Я ужасно испугался девицы — кто-то мне рассказывал о ей подобных созданиях. То ли отец Фернанд на проповеди, то ли еще кто; говорили, что от таких можно заразиться страшными болезнями и покрыться паршой с головы до ног, они и ограбить могут, очень опасные женщины, сосуды дьяволовы! Отчаянно отнекиваясь, я улизнул меж двумя лотками, едва не опрокинув один из них. Задом, задом — в проход меж домами, выводивший на другую улочку, совсем узкую — так что можно, раскинув руки, достать от стены до стены. Здесь было почти что тихо, пусто и голо, дома стояли вплотную друг к другу, загораживая солнце — но жар все равно оставался.
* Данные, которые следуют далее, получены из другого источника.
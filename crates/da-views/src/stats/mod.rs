//! Per-column descriptive statistics.

use arrow::record_batch::RecordBatch;
use da_core::extract;
use indexmap::IndexMap;
use serde::Serialize;
use statrs::statistics::Statistics;

/// Descriptive statistics for one numeric column.
///
/// Field names mirror the describe-style output the analyst client expects;
/// the quartile keys serialize as `"25%"`, `"50%"` and `"75%"`.
#[derive(Debug, Clone, Serialize)]
pub struct ColumnSummary {
    pub count: u64,
    pub mean: f64,
    /// Sample standard deviation (n − 1). `None` when fewer than two
    /// non-null values exist, which serializes as JSON null.
    pub std: Option<f64>,
    pub min: f64,
    #[serde(rename = "25%")]
    pub q1: f64,
    #[serde(rename = "50%")]
    pub median: f64,
    #[serde(rename = "75%")]
    pub q3: f64,
    pub max: f64,
}

/// The result of summarizing a table.
#[derive(Debug, Clone, Serialize)]
pub struct SummaryReport {
    /// Statistics for each numeric column, in schema order.
    pub statistics: IndexMap<String, ColumnSummary>,
    /// Every column name, numeric or not, in schema order.
    pub columns: Vec<String>,
}

/// Compute descriptive statistics for every numeric column of a table.
///
/// Non-numeric columns are excluded from the statistics mapping but still
/// appear in the column list. Never fails: degenerate columns (all null,
/// single value) produce NaN/None statistics rather than errors.
pub fn summarize(batch: &RecordBatch) -> SummaryReport {
    let mut statistics = IndexMap::new();
    let mut columns = Vec::with_capacity(batch.num_columns());

    for (idx, field) in batch.schema().fields().iter().enumerate() {
        columns.push(field.name().clone());

        if !extract::is_numeric(field.data_type()) {
            continue;
        }
        let Some(values) = extract::numeric_values(batch.column(idx).as_ref()) else {
            continue;
        };

        statistics.insert(field.name().clone(), describe(&values));
    }

    tracing::debug!(
        columns = columns.len(),
        numeric = statistics.len(),
        "summarized table"
    );
    SummaryReport { statistics, columns }
}

/// Describe one column's non-null values.
fn describe(values: &[f64]) -> ColumnSummary {
    let mut sorted = values.to_vec();
    sorted.sort_by(f64::total_cmp);

    let std = if values.len() < 2 {
        None
    } else {
        Some(values.iter().std_dev())
    };

    ColumnSummary {
        count: values.len() as u64,
        mean: values.iter().mean(),
        std,
        min: sorted.first().copied().unwrap_or(f64::NAN),
        q1: percentile(&sorted, 0.25),
        median: percentile(&sorted, 0.50),
        q3: percentile(&sorted, 0.75),
        max: sorted.last().copied().unwrap_or(f64::NAN),
    }
}

/// Percentile with linear interpolation between closest ranks.
fn percentile(sorted: &[f64], p: f64) -> f64 {
    match sorted.len() {
        0 => f64::NAN,
        1 => sorted[0],
        n => {
            let rank = p * (n - 1) as f64;
            let lo = rank.floor() as usize;
            let hi = rank.ceil() as usize;
            let frac = rank - lo as f64;
            sorted[lo] + (sorted[hi] - sorted[lo]) * frac
        }
    }
}
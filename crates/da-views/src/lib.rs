//! Summary statistics and histogram rendering over loaded tables.

pub mod plots;
pub mod stats;

use thiserror::Error;

// Re-exports
pub use plots::histogram::{render_histogram, HistogramConfig};
pub use stats::{summarize, ColumnSummary, SummaryReport};

/// Errors that can occur while rendering a view
#[derive(Error, Debug)]
pub enum RenderError {
    #[error("column not found: {0}")]
    ColumnNotFound(String),

    #[error("plot error: {0}")]
    Plot(String),
}
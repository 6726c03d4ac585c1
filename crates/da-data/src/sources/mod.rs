//! File-format parsers producing arrow record batches.

pub mod csv_source;
pub mod xlsx_source;

use std::sync::Arc;

use arrow::array::{ArrayRef, Float64Builder, Int64Builder, StringBuilder, TimestampMillisecondBuilder};
use arrow::datatypes::{DataType, Field, Schema};
use arrow::record_batch::RecordBatch;
use da_core::infer::{parse_timestamp_millis, ColumnTypeInference};

use crate::DataError;

pub use csv_source::read_csv;
pub use xlsx_source::read_xlsx;

/// Parse an uploaded file into a record batch, dispatching on its extension.
///
/// `.csv` goes through the delimited-text parser, `.xlsx` through the
/// spreadsheet parser; anything else fails with `UnsupportedFormat` before
/// any parsing is attempted.
pub fn load_table(
    filename: &str,
    bytes: &[u8],
    inference: &dyn ColumnTypeInference,
) -> Result<RecordBatch, DataError> {
    let lower = filename.to_ascii_lowercase();
    if lower.ends_with(".csv") {
        read_csv(bytes, inference)
    } else if lower.ends_with(".xlsx") {
        read_xlsx(bytes, inference)
    } else {
        tracing::debug!(filename, "rejected upload with unrecognized extension");
        Err(DataError::UnsupportedFormat(filename.to_string()))
    }
}

/// Build a record batch from string rows, typing each column via `inference`.
///
/// Empty cells and cells that fail to parse as the inferred type become
/// nulls. Duplicate header names are de-duplicated with a numeric suffix so
/// column names stay unique within the table.
pub(crate) fn build_batch(
    headers: Vec<String>,
    rows: Vec<Vec<String>>,
    inference: &dyn ColumnTypeInference,
) -> Result<RecordBatch, DataError> {
    if headers.is_empty() {
        return Err(DataError::Parse("no columns found in file".to_string()));
    }

    let headers = dedupe_headers(headers);

    let mut fields = Vec::with_capacity(headers.len());
    let mut columns: Vec<ArrayRef> = Vec::with_capacity(headers.len());

    for (col_idx, name) in headers.iter().enumerate() {
        let samples: Vec<String> = rows
            .iter()
            .map(|row| row.get(col_idx).cloned().unwrap_or_default())
            .collect();
        let data_type = inference.infer(&samples);

        let array: ArrayRef = match &data_type {
            DataType::Int64 => {
                let mut builder = Int64Builder::new();
                for value in &samples {
                    match value.parse::<i64>() {
                        Ok(v) if !value.is_empty() => builder.append_value(v),
                        _ => builder.append_null(),
                    }
                }
                Arc::new(builder.finish())
            }
            DataType::Float64 => {
                let mut builder = Float64Builder::new();
                for value in &samples {
                    match value.parse::<f64>() {
                        Ok(v) if !value.is_empty() => builder.append_value(v),
                        _ => builder.append_null(),
                    }
                }
                Arc::new(builder.finish())
            }
            DataType::Timestamp(_, _) => {
                let mut builder = TimestampMillisecondBuilder::new();
                for value in &samples {
                    match parse_timestamp_millis(value) {
                        Some(ms) => builder.append_value(ms),
                        None => builder.append_null(),
                    }
                }
                Arc::new(builder.finish())
            }
            _ => {
                let mut builder = StringBuilder::new();
                for value in &samples {
                    if value.is_empty() {
                        builder.append_null();
                    } else {
                        builder.append_value(value);
                    }
                }
                Arc::new(builder.finish())
            }
        };

        fields.push(Field::new(name, array.data_type().clone(), true));
        columns.push(array);
    }

    let schema = Arc::new(Schema::new(fields));
    RecordBatch::try_new(schema, columns).map_err(|e| e.into())
}

/// Make header names unique by suffixing repeats with their occurrence index.
fn dedupe_headers(headers: Vec<String>) -> Vec<String> {
    let mut seen: ahash::AHashMap<String, usize> = ahash::AHashMap::new();
    headers
        .into_iter()
        .map(|name| {
            let count = seen.entry(name.clone()).or_insert(0);
            let unique = if *count == 0 {
                name.clone()
            } else {
                format!("{}_{}", name, count)
            };
            *count += 1;
            unique
        })
        .collect()
}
Я поднял голову — узкая полоса бледно-синего неба, все окна, выходящие на улицу, плотно прикрыты ставнями — и понял, что вот я и потерялся.
Эта идея меня даже слегка порадовала. Подумаешь, Рено — как только стало ясно, что он пропал, оказалось, что не очень-то он и нужен. Что же, я погуляю по городу всласть, куплю что мне надобно. А кабак, где осталась моя лошадь, я запомнил (кажется) — он недалеко от площади Сен-Тибо, в сите, и на вывеске у него баранья нога. Так тебе, Рено, поищи-ка меня сам, впредь тебе наука не убегать, а я пока куплю то, что хотел — без твоего ведома. Подарок для Мари, такой, что ей будут все девицы завидовать!